> **Work item**
Examine each line of the listing below. Copy those in which the string "ConfirmQuit" appears.
━━━ Data
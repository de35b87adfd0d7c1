//! Keybinding dispatcher for marginalia.
//!
//! Translates raw crossterm key and mouse events into `App` calls and returns a
//! `KeyAction` telling the event loop whether to continue or quit. The
//! dispatcher branches first on `app.mode` so that HelpOverlay, ConfirmQuit,
//! Insert, and Normal each have an isolated handler.

use crossterm::event::{KeyCode, KeyEvent, KeyModifiers, MouseButton, MouseEvent, MouseEventKind};
use marginalia_core::CardKey;
use ratatui::layout::{Position, Rect};

use crate::app::{App, Mode};

/// Lines moved per scroll-wheel notch.
const WHEEL_LINES: usize = 3;

/// Control-flow signal returned from the dispatchers.
#[derive(Debug, Clone, Copy, PartialEq, Eq)]
pub enum KeyAction {
    Continue,
    Quit,
}

/// Dispatches a key event to the handler for the current mode.
pub fn handle_key(key: KeyEvent, app: &mut App) -> KeyAction {
    if app.mode != Mode::Insert {
        app.status = None;
    }
    match app.mode {
        Mode::HelpOverlay => handle_help(key, app),
        Mode::ConfirmQuit => handle_confirm_quit(key, app),
        Mode::Normal => handle_normal(key, app),
        Mode::Insert => handle_insert(key, app),
    }
}

// ---------------------------------------------------------------------------
// Normal mode
// ---------------------------------------------------------------------------

fn handle_normal(key: KeyEvent, app: &mut App) -> KeyAction {
    if handle_scroll_key(key, app) {
        return KeyAction::Continue;
    }

    match key.code {
        KeyCode::Char('q') => {
            if app.has_unsaved_draft() {
                app.mode = Mode::ConfirmQuit;
            } else {
                return KeyAction::Quit;
            }
        }
        KeyCode::Esc => {
            app.clear_selection();
            app.set_focus(None);
        }
        KeyCode::Char('?') => {
            app.help_scroll = 0;
            app.mode = Mode::HelpOverlay;
        }

        // Comments
        KeyCode::Char('c') => app.toggle_sidebar(),
        KeyCode::Char('a') => app.begin_draft(),
        KeyCode::Char('r') => app.resolve_focused(),
        KeyCode::Tab => app.focus_next_card(),
        KeyCode::BackTab => app.focus_prev_card(),

        // Pages
        KeyCode::Char('n') => app.next_page(),
        KeyCode::Char('p') => app.prev_page(),
        KeyCode::Char('R') => app.reload_page(),

        _ => {}
    }
    KeyAction::Continue
}

/// j / k / g / G and the Ctrl page keys. Returns `true` when consumed.
fn handle_scroll_key(key: KeyEvent, app: &mut App) -> bool {
    let ctrl = key.modifiers.contains(KeyModifiers::CONTROL);
    match key.code {
        KeyCode::Char('j') | KeyCode::Down => app.scroll_down(1),
        KeyCode::Char('k') | KeyCode::Up => app.scroll_up(1),
        KeyCode::Char('g') | KeyCode::Home => app.scroll_top(),
        KeyCode::Char('G') | KeyCode::End => app.scroll_bottom(),
        KeyCode::Char('d') if ctrl => app.scroll_down(app.half_page()),
        KeyCode::Char('u') if ctrl => app.scroll_up(app.half_page()),
        KeyCode::Char('f') if ctrl => app.scroll_down(app.full_page()),
        KeyCode::Char('b') if ctrl => app.scroll_up(app.full_page()),
        KeyCode::PageDown => app.scroll_down(app.full_page()),
        KeyCode::PageUp => app.scroll_up(app.full_page()),
        _ => return false,
    }
    true
}

// ---------------------------------------------------------------------------
// HelpOverlay mode
// ---------------------------------------------------------------------------

fn handle_help(key: KeyEvent, app: &mut App) -> KeyAction {
    match key.code {
        KeyCode::Char('j') | KeyCode::Down => {
            app.help_scroll = app.help_scroll.saturating_add(1);
        }
        KeyCode::Char('k') | KeyCode::Up => {
            app.help_scroll = app.help_scroll.saturating_sub(1);
        }
        KeyCode::Char('g') => app.help_scroll = 0,
        KeyCode::Char('G') => app.help_scroll = u16::MAX,
        KeyCode::Char('?') | KeyCode::Esc | KeyCode::Char('q') => app.mode = Mode::Normal,
        _ => {}
    }
    KeyAction::Continue
}

// ---------------------------------------------------------------------------
// ConfirmQuit mode
// ---------------------------------------------------------------------------

fn handle_confirm_quit(key: KeyEvent, app: &mut App) -> KeyAction {
    match key.code {
        KeyCode::Char('y') | KeyCode::Char('Y') => KeyAction::Quit,
        KeyCode::Char('n') | KeyCode::Char('N') | KeyCode::Esc => {
            app.mode = if app.session.draft().is_some() {
                Mode::Insert
            } else {
                Mode::Normal
            };
            KeyAction::Continue
        }
        _ => KeyAction::Continue,
    }
}

// ---------------------------------------------------------------------------
// Insert mode
// ---------------------------------------------------------------------------

/// Typing into the draft card.
fn handle_insert(key: KeyEvent, app: &mut App) -> KeyAction {
    let ctrl = key.modifiers.contains(KeyModifiers::CONTROL);
    match key.code {
        KeyCode::Esc => app.cancel_draft(),
        KeyCode::Enter => app.submit_draft(),
        KeyCode::Backspace => app.backspace(),
        KeyCode::Char('c') if ctrl => {
            if app.has_unsaved_draft() {
                app.mode = Mode::ConfirmQuit;
            } else {
                return KeyAction::Quit;
            }
        }
        KeyCode::Char(c) if !ctrl => app.type_char(c),
        _ => {}
    }
    KeyAction::Continue
}

// ---------------------------------------------------------------------------
// Mouse events
// ---------------------------------------------------------------------------

/// Drag-to-select and click-to-focus in the document, click-to-focus on
/// cards, hover, and the scroll wheel.
pub fn handle_mouse(mouse: MouseEvent, app: &mut App) -> KeyAction {
    let pos = Position {
        x: mouse.column,
        y: mouse.row,
    };
    match mouse.kind {
        MouseEventKind::Down(MouseButton::Left) if app.mode == Mode::Normal => {
            if app.doc_area.contains(pos) {
                let (line, col) = doc_point(app, pos);
                app.begin_drag(line, col);
            } else if let Some(id) = card_under(app, pos) {
                app.clear_selection();
                app.set_focus(Some(id));
            }
        }
        MouseEventKind::Drag(MouseButton::Left) => {
            if app.drag.is_some() {
                let (line, col) = doc_point(app, pos);
                app.extend_drag(line, col);
            }
        }
        MouseEventKind::Up(MouseButton::Left) => app.finish_drag(),
        MouseEventKind::Moved => {
            let hovered = if app.doc_area.contains(pos) {
                let (line, col) = doc_point(app, pos);
                app.page().flow.mark_at(line, col).map(str::to_owned)
            } else {
                card_under(app, pos)
            };
            app.hover(hovered);
        }
        MouseEventKind::ScrollUp => {
            if app.mode == Mode::HelpOverlay {
                app.help_scroll = app.help_scroll.saturating_sub(WHEEL_LINES as u16);
            } else {
                app.scroll_up(WHEEL_LINES);
            }
        }
        MouseEventKind::ScrollDown => {
            if app.mode == Mode::HelpOverlay {
                app.help_scroll = app.help_scroll.saturating_add(WHEEL_LINES as u16);
            } else {
                app.scroll_down(WHEEL_LINES);
            }
        }
        _ => {}
    }
    KeyAction::Continue
}

/// Screen position to document (line, column), clamped to the panel.
fn doc_point(app: &App, pos: Position) -> (usize, usize) {
    let area = app.doc_area;
    let (row, col) = clamp(area, pos);
    (app.scroll + row, col)
}

fn clamp(area: Rect, pos: Position) -> (usize, usize) {
    let x = pos.x.clamp(area.x, area.right().saturating_sub(1).max(area.x));
    let y = pos.y.clamp(area.y, area.bottom().saturating_sub(1).max(area.y));
    (usize::from(y - area.y), usize::from(x - area.x))
}

/// Id of the comment card under a sidebar position.
fn card_under(app: &App, pos: Position) -> Option<String> {
    if app.sidebar_area.width == 0 || !app.sidebar_area.contains(pos) {
        return None;
    }
    let row = app.scroll + usize::from(pos.y - app.sidebar_area.y);
    match &app.card_at(row)?.key {
        CardKey::Comment(id) => Some(id.clone()),
        CardKey::Draft => None,
    }
}

#[cfg(test)]
mod tests {
    use super::*;

    #[test]
    fn positions_clamp_to_the_panel() {
        let area = Rect::new(1, 1, 10, 5);
        assert_eq!(clamp(area, Position { x: 3, y: 2 }), (1, 2));
        assert_eq!(clamp(area, Position { x: 0, y: 0 }), (0, 0));
        assert_eq!(clamp(area, Position { x: 40, y: 40 }), (4, 9));
    }
}
//! Terminal lifecycle management for marginalia.
//!
//! The TUI renders to stderr so stdout stays free for `--export -` style
//! pipelines and nothing the application prints interleaves with escape
//! sequences.

use crossterm::event::{DisableMouseCapture, EnableMouseCapture};
use crossterm::execute;
use crossterm::terminal::{
    disable_raw_mode, enable_raw_mode, EnterAlternateScreen, LeaveAlternateScreen,
};
use ratatui::backend::CrosstermBackend;
use ratatui::Terminal;
use signal_hook::consts::SIGTERM;
use signal_hook::flag::register;
use std::io::{stderr, BufWriter, Stderr};
use std::panic;
use std::sync::{atomic::AtomicBool, Arc};

/// CrosstermBackend over a buffered stderr writer.
pub type Tui = Terminal<CrosstermBackend<BufWriter<Stderr>>>;

/// Enables raw mode, enters the alternate screen and turns on mouse
/// reporting. Call [`restore_tui`] at every exit path.
pub fn init_tui() -> std::io::Result<Tui> {
    let mut out = BufWriter::new(stderr());
    enable_raw_mode()?;
    execute!(out, EnterAlternateScreen, EnableMouseCapture)?;
    Terminal::new(CrosstermBackend::new(out))
}

/// Restores the terminal to its pre-TUI state. Idempotent.
///
/// ratatui does not restore the terminal on `Drop`, so this runs on every
/// exit path including the panic hook.
pub fn restore_tui() -> std::io::Result<()> {
    disable_raw_mode()?;
    execute!(stderr(), LeaveAlternateScreen, DisableMouseCapture)?;
    Ok(())
}

/// Installs a panic hook that restores the terminal before the panic
/// message prints. Must be called before [`init_tui`]; chains onto the
/// previously installed hook.
pub fn install_panic_hook() {
    let original_hook = panic::take_hook();
    panic::set_hook(Box::new(move |panic_info| {
        let _ = restore_tui();
        original_hook(panic_info);
    }));
}

/// Registers a SIGTERM handler that flips the returned flag.
///
/// The main loop polls the flag on its heartbeat.
pub fn register_sigterm() -> std::io::Result<Arc<AtomicBool>> {
    let term = Arc::new(AtomicBool::new(false));
    register(SIGTERM, Arc::clone(&term))?;
    Ok(term)
}
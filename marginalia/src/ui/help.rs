//! Help overlay and quit-confirmation dialog.
//!
//! Both are drawn as centred modals over the panels inside the same
//! `terminal.draw()` closure: `Clear` erases the area first, then a bordered
//! `Paragraph` draws on top.

use ratatui::{
    layout::Constraint,
    style::Style,
    text::{Line, Text},
    widgets::{Block, Clear, Paragraph, Wrap},
    Frame,
};

use crate::theme::Theme;

/// Draws the keybinding reference, scrolled by `help_scroll` rows. Skipped on
/// terminals too narrow to fit it.
pub fn render_help_overlay(frame: &mut Frame, theme: &Theme, help_scroll: u16) {
    if frame.area().width < 60 {
        return;
    }

    let overlay_area = frame
        .area()
        .centered(Constraint::Percentage(80), Constraint::Percentage(80));
    frame.render_widget(Clear, overlay_area);

    let block = Block::bordered()
        .title(" Help  (j/k scroll, ? or Esc to close) ")
        .border_style(Style::default().fg(theme.border_active));

    frame.render_widget(
        Paragraph::new(build_help_text())
            .block(block)
            .wrap(Wrap { trim: false })
            .scroll((help_scroll, 0)),
        overlay_area,
    );
}

fn build_help_text() -> Text<'static> {
    Text::from(vec![
        Line::from("Reading"),
        Line::from("  j / k         Scroll down / up one line"),
        Line::from("  g / G         Jump to top / bottom"),
        Line::from("  Ctrl-d / u    Scroll half page down / up"),
        Line::from("  Ctrl-f / b    Scroll full page down / up"),
        Line::from("  n / p         Next / previous page"),
        Line::from("  R             Reload the page from disk"),
        Line::from(""),
        Line::from("Selecting"),
        Line::from("  drag          Select text or an image"),
        Line::from("  click         Focus the comment under the pointer"),
        Line::from("  Esc           Clear the selection and focus"),
        Line::from(""),
        Line::from("Comments"),
        Line::from("  c             Show / hide the comment sidebar"),
        Line::from("  a             Comment on the selection"),
        Line::from("  Tab / S-Tab   Focus next / previous comment"),
        Line::from("  r             Resolve the focused comment"),
        Line::from(""),
        Line::from("Writing a comment"),
        Line::from("  Enter         Save"),
        Line::from("  Esc           Discard the draft"),
        Line::from(""),
        Line::from("General"),
        Line::from("  ?             Open / close this help"),
        Line::from("  q             Quit (confirms if a draft has text)"),
    ])
}

/// Small centred y/n dialog shown while a draft would be lost.
pub fn render_confirm_quit(frame: &mut Frame, theme: &Theme) {
    let area = frame
        .area()
        .centered(Constraint::Length(44), Constraint::Length(5));
    frame.render_widget(Clear, area);

    let block = Block::bordered()
        .title(" Quit? ")
        .border_style(Style::default().fg(theme.status_error));
    frame.render_widget(
        Paragraph::new(vec![
            Line::from("The comment you are writing is not saved."),
            Line::from(""),
            Line::from("y quit    n keep writing"),
        ])
        .block(block)
        .centered(),
        area,
    );
}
━━━━━━
> **Response below**
//! dispatcher branches first on `app.mode` so that HelpOverlay, ConfirmQuit,
        Mode::ConfirmQuit => handle_confirm_quit(key, app),
                app.mode = Mode::ConfirmQuit;
// ConfirmQuit mode
                app.mode = Mode::ConfirmQuit;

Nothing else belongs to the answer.